いつもと変わらない、柔和な笑顔が、自信の表れだった。

 ヤンキース田中将大が8月1日、本拠地ヤンキースタジアムのマウンドに帰ってきた。レッドソックス相手に3回途中まで2失点(自責1)。事前の予定通り、メドとされた50球を超えた51球の試運転で今季のスタートを切った。

 ここまでフリー打撃登板などで調整してきたとはいえ、本格的な実戦登板は3月のオープン戦以来、約5カ月ぶり。打者との対戦感覚は「なくなってますよ」と笑う一方、速球は最速94マイル(151キロ)を計測するなど、力強さを感じさせる初登板だった。

「これからギャップを埋めていかないといけないですけど、その中で今持っているものは出せたと思う。ここから確実に上がっていくと思うので、1つずつステップを踏んでいければいいと思います」

打球直撃もその後は順調に回復。

 新型コロナウイルスの感染拡大で、公式戦開催が延期されただけでなく、不測のアクシデントで調整が大幅に遅れた。サマーキャンプが始まった直後の7月4日、実戦形式の練習に登板した際、ジアンカルロ・スタントンがはじき返した時速112マイル(約180キロ)の打球を頭部に受け、マウンド上で昏倒した。

 病院へ直行すると「軽い脳振とう」と診断され、その後は安静期間が必要となり、戦列離脱を余儀なくされた。
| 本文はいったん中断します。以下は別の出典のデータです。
use anyhow::{Context, Result, anyhow};
use serde::Deserialize;
use std::fs;
use std::path::{Path, PathBuf};

use crate::mask::MaskPolarity;

const DEFAULT_SETTINGS_TOML: &str = include_str!("../settings.toml");

#[derive(Debug, Clone)]
pub struct Settings {
    pub width: u32,
    pub height: u32,
    pub scale: f32,
    pub background: String,
    pub max_words: usize,
    pub min_font_size: u32,
    pub max_font_size: u32,
    pub prefer_horizontal: f32,
    pub padding: u32,
    pub mask_polarity: MaskPolarity,
    pub font_path: Option<String>,
    pub font_family: Option<String>,
    pub base_url: String,
    pub request_delay_ms: u64,
}

impl Default for Settings {
    fn default() -> Self {
        Self {
            width: 800,
            height: 400,
            scale: 3.0,
            background: "#ffffff".to_string(),
            max_words: 200,
            min_font_size: 1,
            max_font_size: 50,
            prefer_horizontal: 0.9,
            padding: 1,
            mask_polarity: MaskPolarity::LightIsDrawable,
            font_path: None,
            font_family: None,
            base_url: "https://shuiyuan.sjtu.edu.cn".to_string(),
            request_delay_ms: 200,
        }
    }
}

#[derive(Debug, Default, Deserialize)]
struct SettingsFile {
    canvas: Option<CanvasSettings>,
    layout: Option<LayoutSettings>,
    mask: Option<MaskSettings>,
    font: Option<FontSettings>,
    discourse: Option<DiscourseSettings>,
}

#[derive(Debug, Default, Deserialize)]
struct CanvasSettings {
    width: Option<u32>,
    height: Option<u32>,
    scale: Option<f32>,
    background: Option<String>,
}

#[derive(Debug, Default, Deserialize)]
struct LayoutSettings {
    max_words: Option<usize>,
    min_font_size: Option<u32>,
    max_font_size: Option<u32>,
    prefer_horizontal: Option<f32>,
    padding: Option<u32>,
}

#[derive(Debug, Default, Deserialize)]
struct MaskSettings {
    polarity: Option<String>,
}

#[derive(Debug, Default, Deserialize)]
struct FontSettings {
    path: Option<String>,
    family: Option<String>,
}

#[derive(Debug, Default, Deserialize)]
struct DiscourseSettings {
    base_url: Option<String>,
    request_delay_ms: Option<u64>,
}

pub fn load_settings(extra_path: Option<&Path>) -> Result<Settings> {
    let mut settings = Settings::default();
    ensure_home_settings_file()?;

    let mut ordered_paths = Vec::new();
    if let Some(home) = home_dir() {
        ordered_paths.push(home.join("settings.toml"));
        ordered_paths.push(home.join("settings.local.toml"));
    }
    ordered_paths.push(PathBuf::from("settings.toml"));
    ordered_paths.push(PathBuf::from("settings.local.toml"));

    if let Some(extra) = extra_path {
        if !extra.exists() {
            return Err(anyhow!("settings file not found: {}", extra.display()));
        }
        ordered_paths.push(extra.to_path_buf());
    }

    for path in ordered_paths {
        if path.exists() {
            let content = fs::read_to_string(&path)
                .with_context(|| format!("failed to read settings: {}", path.display()))?;
            let parsed: SettingsFile = toml::from_str(&content)
                .with_context(|| format!("failed to parse settings: {}", path.display()))?;
            settings.merge(parsed)?;
        }
    }

    Ok(settings)
}

impl Settings {
    fn merge(&mut self, incoming: SettingsFile) -> Result<()> {
        if let Some(canvas) = incoming.canvas {
            if let Some(width) = canvas.width {
                if width > 0 {
                    self.width = width;
                }
            }
            if let Some(height) = canvas.height {
                if height > 0 {
                    self.height = height;
                }
            }
            if let Some(scale) = canvas.scale {
                if scale > 0.0 {
                    self.scale = scale;
                }
            }
            if let Some(background) = canvas.background {
                if !background.trim().is_empty() {
                    self.background = background;
                }
            }
        }
        if let Some(layout) = incoming.layout {
            if let Some(max_words) = layout.max_words {
                if max_words > 0 {
                    self.max_words = max_words;
                }
            }
            if let Some(size) = layout.min_font_size {
                if size > 0 {
                    self.min_font_size = size;
                }
            }
            if let Some(size) = layout.max_font_size {
                if size > 0 {
                    self.max_font_size = size;
                }
            }
            if let Some(bias) = layout.prefer_horizontal {
                if (0.0..=1.0).contains(&bias) {
                    self.prefer_horizontal = bias;
                }
            }
            if let Some(padding) = layout.padding {
                self.padding = padding;
            }
        }
        if let Some(mask) = incoming.mask {
            if let Some(polarity) = mask.polarity {
                self.mask_polarity = parse_polarity(&polarity)?;
            }
        }
        if let Some(font) = incoming.font {
            if let Some(path) = font.path {
                if !path.trim().is_empty() {
                    self.font_path = Some(path);
                }
            }
            if let Some(family) = font.family {
                if !family.trim().is_empty() {
                    self.font_family = Some(family);
                }
            }
        }
        if let Some(discourse) = incoming.discourse {
            if let Some(base_url) = discourse.base_url {
                if !base_url.trim().is_empty() {
                    self.base_url = base_url.trim_end_matches('/').to_string();
                }
            }
            if let Some(delay) = discourse.request_delay_ms {
                self.request_delay_ms = delay;
            }
        }
        Ok(())
    }
}

fn parse_polarity(value: &str) -> Result<MaskPolarity> {
    match value.trim().to_ascii_lowercase().as_str() {
        "light" => Ok(MaskPolarity::LightIsDrawable),
        "dark" => Ok(MaskPolarity::DarkIsDrawable),
        other => Err(anyhow!(
            "invalid mask polarity '{}' (expected \"light\" or \"dark\")",
            other
        )),
    }
}

fn ensure_home_settings_file() -> Result<()> {
    let Some(home) = home_dir() else {
        return Ok(());
    };
    fs::create_dir_all(&home)
        .with_context(|| format!("failed to create settings directory: {}", home.display()))?;
    let path = home.join("settings.toml");
    if !path.exists() {
        fs::write(&path, DEFAULT_SETTINGS_TOML)
            .with_context(|| format!("failed to write settings: {}", path.display()))?;
    }
    Ok(())
}

fn home_dir() -> Option<PathBuf> {
    std::env::var("HOME").ok().and_then(|home| {
        let home = home.trim();
        if home.is_empty() {
            None
        } else {
            Some(Path::new(home).join(".discourse-wordcloud"))
        }
    })
}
それでも、その後は極めて順調に回復し、実質的には先発登板を1回飛ばすだけでローテーションに復帰した。

 とはいえ、突貫工事の急仕上げで無理に戻ったわけではない。通常のシーズンであれば、マイナーで数試合の実戦登板をこなし、徐々に球数を増やすプロセスをたどるはずだった。だが、マイナーリーグが中止となった今季は、それもままならない。復帰登板が50球限定の「試運転」になったのも今季ならではだった。

1勝の価値が倍増するシーズン。

 60試合の短期決戦。当初は、開幕から100%の状態で突き進む覚悟だった。ただ、自らがアクシデントに見舞われた以上、調整ペースを軌道修正するしかない。

 しかも、同地区内のみの対決で、さらにコロナ禍の影響で試合延期や日程変更が続出する事態。ベンチ入り枠が拡大した一方で、7イニング制のダブルヘッダーが増えることは確実視され、過去のセオリーや球界内の常識が、必ずしも通じるとは限らない。
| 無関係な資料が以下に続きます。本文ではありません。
use std::sync::Arc;

use tiny_skia::{Pixmap, Transform};
use usvg::fontdb;

use crate::error::CloudError;
use crate::font::FontMetrics;
use crate::layout::PlacedWord;

#[derive(Debug, Clone)]
pub struct RenderOptions {
    pub width: u32,
    pub height: u32,
    /// Output raster scale; 3.0 triples the pixel dimensions of the PNG.
    pub scale: f32,
    /// `#rrggbb` canvas background.
    pub background: String,
}

/// Builds the SVG draw list for a placed-word sequence. Rotated words are
/// drawn with a translate+rotate(90) transform so their glyph run fills the
/// box the layout engine reserved.
pub fn render_svg(
    words: &[PlacedWord],
    options: &RenderOptions,
    font: Option<&FontMetrics>,
) -> String {
    let family = font
        .and_then(|f| f.family())
        .unwrap_or("sans-serif")
        .to_string();

    let mut svg = String::with_capacity(4096);
    svg.push_str(&format!(
        r#"<svg xmlns="http://www.w3.org/2000/svg" width="{w}" height="{h}" viewBox="0 0 {w} {h}">"#,
        w = options.width,
        h = options.height
    ));
    svg.push_str(&format!(
        r#"<rect width="100%" height="100%" fill="{}"/>"#,
        options.background
    ));
    svg.push_str(&format!(
        r#"<style>text{{font-family:'{}',sans-serif}}</style>"#,
        escape_xml(&family)
    ));

    for word in words {
        let size = word.font_size as f32;
        let (ascent, descent) = match font {
            Some(font) => (font.ascent_px(size), font.descent_px(size)),
            None => (size * 0.96, size * 0.24),
        };
        if word.rotated {
            // rotate(90) sends the ascent direction to +x and the advance
            // direction to +y; shifting by the descent pins the glyph run to
            // the left edge of the reserved box.
            svg.push_str(&format!(
                r#"<text transform="translate({:.1} {:.1}) rotate(90)" fill="{}" font-size="{}">{}</text>"#,
                word.x as f32 + descent,
                word.y as f32,
                word.color,
                word.font_size,
                escape_xml(&word.word)
            ));
        } else {
            svg.push_str(&format!(
                r#"<text x="{}" y="{:.1}" fill="{}" font-size="{}">{}</text>"#,
                word.x,
                word.y as f32 + ascent,
                word.color,
                word.font_size,
                escape_xml(&word.word)
            ));
        }
    }

    svg.push_str("</svg>");
    svg
}

/// Rasters the draw list to PNG bytes with the resolved font, and only that
/// font, available to the SVG renderer.
pub fn render_png(
    words: &[PlacedWord],
    options: &RenderOptions,
    font: &FontMetrics,
) -> Result<Vec<u8>, CloudError> {
    let svg = render_svg(words, options, Some(font));

    let mut db = fontdb::Database::new();
    db.load_font_source(fontdb::Source::Binary(Arc::new(font.data().to_vec())));

    let usvg_options = usvg::Options {
        font_family: font.family().unwrap_or("sans-serif").to_string(),
        fontdb: Arc::new(db),
        ..Default::default()
    };
    let tree = usvg::Tree::from_str(&svg, &usvg_options)
        .map_err(|err| CloudError::Render(err.to_string()))?;

    let scale = options.scale.max(0.1);
    let out_width = ((options.width as f32 * scale).round() as u32).max(1);
    let out_height = ((options.height as f32 * scale).round() as u32).max(1);
    let mut pixmap = Pixmap::new(out_width, out_height)
        .ok_or_else(|| CloudError::Render("failed to allocate pixel buffer".to_string()))?;

    if let Some(color) = parse_hex_color(&options.background) {
        pixmap.fill(color);
    }
    resvg::render(&tree, Transform::from_scale(scale, scale), &mut pixmap.as_mut());

    pixmap
        .encode_png()
        .map_err(|err| CloudError::Render(err.to_string()))
}

fn parse_hex_color(hex: &str) -> Option<tiny_skia::Color> {
    let hex = hex.trim_start_matches('#');
    if hex.len() != 6 {
        return None;
    }
    let r = u8::from_str_radix(&hex[0..2], 16).ok()?;
    let g = u8::from_str_radix(&hex[2..4], 16).ok()?;
    let b = u8::from_str_radix(&hex[4..6], 16).ok()?;
    Some(tiny_skia::Color::from_rgba8(r, g, b, 255))
}

fn escape_xml(s: &str) -> String {
    s.replace('&', "&amp;")
        .replace('<', "&lt;")
        .replace('>', "&gt;")
        .replace('"', "&quot;")
        .replace('\'', "&apos;")
}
「ただでさえ、調整不足の中、開幕したわけじゃないですか。投手の起用法、球数とか、新たなものが出てくるかもしれないですし、その中で自分ができることを見つけてチームに貢献できればいいと思っています」

 例年通りであれば、トレード期限として設定される7月31日までに大型トレードが続々と成立し、「勝ち組」と「負け組」の色分けが顕著となるはずだった。ところが、今季は102試合を消化して、全30球団が勝率5割で並んで開幕した状態。しかも、ポストシーズン出場枠が各リーグ5チームから8チームに拡大されたことで、最終戦までもつれ込む可能性は高い。

 裏を返せば、1勝の価値が倍増し、消化試合は激減する。どのチームにもチャンスがあり、気が抜けない戦いは続く。

力まず、本来の投球スタイルで。

 ただ、調整途上の田中は、目先の試合だけを見ているわけではない。

「マウンドに上がったら自分の投球をするだけ。1試合、1勝の重みもショートシーズンになればなるほど上がってくると思います。ただ、それで力んでやろうとすると、自分の本来のスタイルから離れてしまうことになりますから、そういう気持ちはないですね」

 短期決戦の特殊なシーズンとはいえ、田中が見据えるのは、過去メジャー6年間で未だ届かぬ世界一。

 今は、エンジンを徐々に温めるアイドリング状態で、アクセルを踏み込むのは、この先――。

 不測の事態を、表面的で一時的なマイナス材料と考えないところに、田中の本当の強さがある。